To do: Reproduce exactly the lines below, from the first through the one containing "let gallery = Router::new()", and nothing more.
++++ Data to use ++++
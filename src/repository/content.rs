//! Site content methods on Repository

use super::{Repository, SITE_CONTENT_KEY};
use crate::{error::AppResult, models::SiteContent};

impl Repository {
    pub async fn content_get(&self) -> AppResult<Option<SiteContent>> {
        self.get_singleton_as(SITE_CONTENT_KEY).await
    }

    pub async fn content_set(&self, content: &SiteContent) -> AppResult<()> {
        self.set_singleton_from(SITE_CONTENT_KEY, content).await
    }
}
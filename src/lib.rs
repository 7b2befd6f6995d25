//! Ink Studio server
//!
//! REST JSON API behind a tattoo and art studio website: public content and
//! gallery, an appointment booking flow driven by the studio's availability,
//! and a password-gated admin API.

use std::sync::Arc;

use axum::{
    extract::DefaultBodyLimit,
    routing::{delete, get, post, put},
    Router,
};
use tower_http::{
    compression::CompressionLayer,
    cors::{Any, CorsLayer},
    services::ServeDir,
    trace::TraceLayer,
};

pub mod api;
pub mod config;
pub mod error;
pub mod models;
pub mod repository;
pub mod services;

pub use config::AppConfig;
pub use error::{AppError, AppResult};

/// Application state shared across all handlers
#[derive(Clone)]
pub struct AppState {
    pub config: Arc<AppConfig>,
    pub services: Arc<services::Services>,
}

/// Create the application router with all routes
pub fn create_router(state: AppState) -> Router {
    // CORS configuration
    let cors = CorsLayer::new()
        .allow_origin(Any)
        .allow_methods(Any)
        .allow_headers(Any);

    // Multipart framing on top of the largest accepted image
    let upload_limit = DefaultBodyLimit::max(state.config.uploads.max_bytes + 64 * 1024);

    let gallery = Router::new()
        .route("/gallery", get(api::gallery::list_gallery))
        .route("/gallery", post(api::gallery::create_gallery_item))
        .route("/gallery/:id", put(api::gallery::update_gallery_item))
        .route("/gallery/:id", delete(api::gallery::delete_gallery_item))
        .layer(upload_limit);

    // API v1 routes
    let api_v1 = Router::new()
        // Health check
        .route("/health", get(api::health::health_check))
        .route("/ready", get(api::health::readiness_check))
        // Authentication
        .route("/auth/login", post(api::auth::login))
        // Booking flow
        .route("/booking/calendar", get(api::booking::calendar))
        .route("/booking/slots", get(api::booking::slots))
        .route("/booking/validate-contact", post(api::booking::validate_contact))
        .route("/booking/appointments", post(api::booking::submit))
        // Appointments
        .route("/appointments", get(api::appointments::list_appointments))
        .route("/appointments/:id", get(api::appointments::get_appointment))
        .route("/appointments/:id", delete(api::appointments::delete_appointment))
        .route("/appointments/:id/status", put(api::appointments::update_status))
        // Schedules
        .route("/schedules/working-hours", get(api::schedules::get_working_hours))
        .route("/schedules/working-hours", put(api::schedules::set_working_hours))
        .route("/schedules/blocked", get(api::schedules::get_blocked))
        .route("/schedules/blocked-dates", post(api::schedules::add_blocked_date))
        .route("/schedules/blocked-dates/:date", delete(api::schedules::remove_blocked_date))
        .route("/schedules/blocked-ranges", post(api::schedules::add_blocked_range))
        .route("/schedules/blocked-ranges/:id", delete(api::schedules::remove_blocked_range))
        // Site content
        .route("/content", get(api::content::get_content))
        .route("/content", put(api::content::update_content))
        .merge(gallery)
        .with_state(state.clone());

    // OpenAPI documentation
    let openapi = api::openapi::create_openapi_router();

    // Uploaded gallery images
    let uploads_path = state.config.uploads.public_path.trim_end_matches('/');
    let uploads = ServeDir::new(&state.config.uploads.dir);

    Router::new()
        .nest("/api/v1", api_v1)
        .nest_service(uploads_path, uploads)
        .merge(openapi)
        .layer(CompressionLayer::new())
        .layer(TraceLayer::new_for_http())
        .layer(cors)
}

#[cfg(test)]
mod tests {
    use super::*;
    use axum::{
        body::Body,
        http::{Request, StatusCode},
    };
    use tower::ServiceExt;

    use crate::{
        repository::{memory::MemoryDocumentStore, Repository},
        services::{email::LogNotifier, uploads::DiskBlobStore, Services},
    };

    fn app() -> Router {
        let config = AppConfig::default();
        let services = Services::new(
            Repository::new(Arc::new(MemoryDocumentStore::new())),
            &config,
            Arc::new(LogNotifier),
            Arc::new(DiskBlobStore::new(&config.uploads)),
        );
        create_router(AppState {
            config: Arc::new(config),
            services: Arc::new(services),
        })
    }

    async fn status_of(uri: &str) -> StatusCode {
        app()
            .oneshot(Request::builder().uri(uri).body(Body::empty()).unwrap())
            .await
            .unwrap()
            .status()
    }

    #[tokio::test]
    async fn test_routes_are_mounted() {
        assert_eq!(status_of("/api/v1/health").await, StatusCode::OK);
        assert_eq!(status_of("/api/v1/gallery").await, StatusCode::OK);
        assert_eq!(status_of("/api-docs/openapi.json").await, StatusCode::OK);
        assert_eq!(status_of("/api/v1/nothing-here").await, StatusCode::NOT_FOUND);
    }

    #[tokio::test]
    async fn test_admin_route_without_token() {
        assert_eq!(status_of("/api/v1/schedules/blocked").await, StatusCode::UNAUTHORIZED);
    }

    #[tokio::test]
    async fn test_bad_query_is_rejected() {
        assert_eq!(
            status_of("/api/v1/booking/calendar?month=someday").await,
            StatusCode::BAD_REQUEST
        );
    }
}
++++
Solved problem:
filename src/repository/content.rs
//! Site content methods on Repository

use super::{Repository, SITE_CONTENT_KEY};
use crate::{error::AppResult, models::SiteContent};

impl Repository {
    pub async fn content_get(&self) -> AppResult<Option<SiteContent>> {
        self.get_singleton_as(SITE_CONTENT_KEY).await
    }

    pub async fn content_set(&self, content: &SiteContent) -> AppResult<()> {
        self.set_singleton_from(SITE_CONTENT_KEY, content).await
    }
}
filename src/lib.rs
repository 7b2befd6f6995d25
//! Ink Studio server
//!
//! REST JSON API behind a tattoo and art studio website: public content and
//! gallery, an appointment booking flow driven by the studio's availability,
//! and a password-gated admin API.

use std::sync::Arc;

use axum::{
    extract::DefaultBodyLimit,
    routing::{delete, get, post, put},
    Router,
};
use tower_http::{
    compression::CompressionLayer,
    cors::{Any, CorsLayer},
    services::ServeDir,
    trace::TraceLayer,
};

pub mod api;
pub mod config;
pub mod error;
pub mod models;
pub mod repository;
pub mod services;

pub use config::AppConfig;
pub use error::{AppError, AppResult};

/// Application state shared across all handlers
#[derive(Clone)]
pub struct AppState {
    pub config: Arc<AppConfig>,
    pub services: Arc<services::Services>,
}

/// Create the application router with all routes
pub fn create_router(state: AppState) -> Router {
    // CORS configuration
    let cors = CorsLayer::new()
        .allow_origin(Any)
        .allow_methods(Any)
        .allow_headers(Any);

    // Multipart framing on top of the largest accepted image
    let upload_limit = DefaultBodyLimit::max(state.config.uploads.max_bytes + 64 * 1024);

    let gallery = Router::new()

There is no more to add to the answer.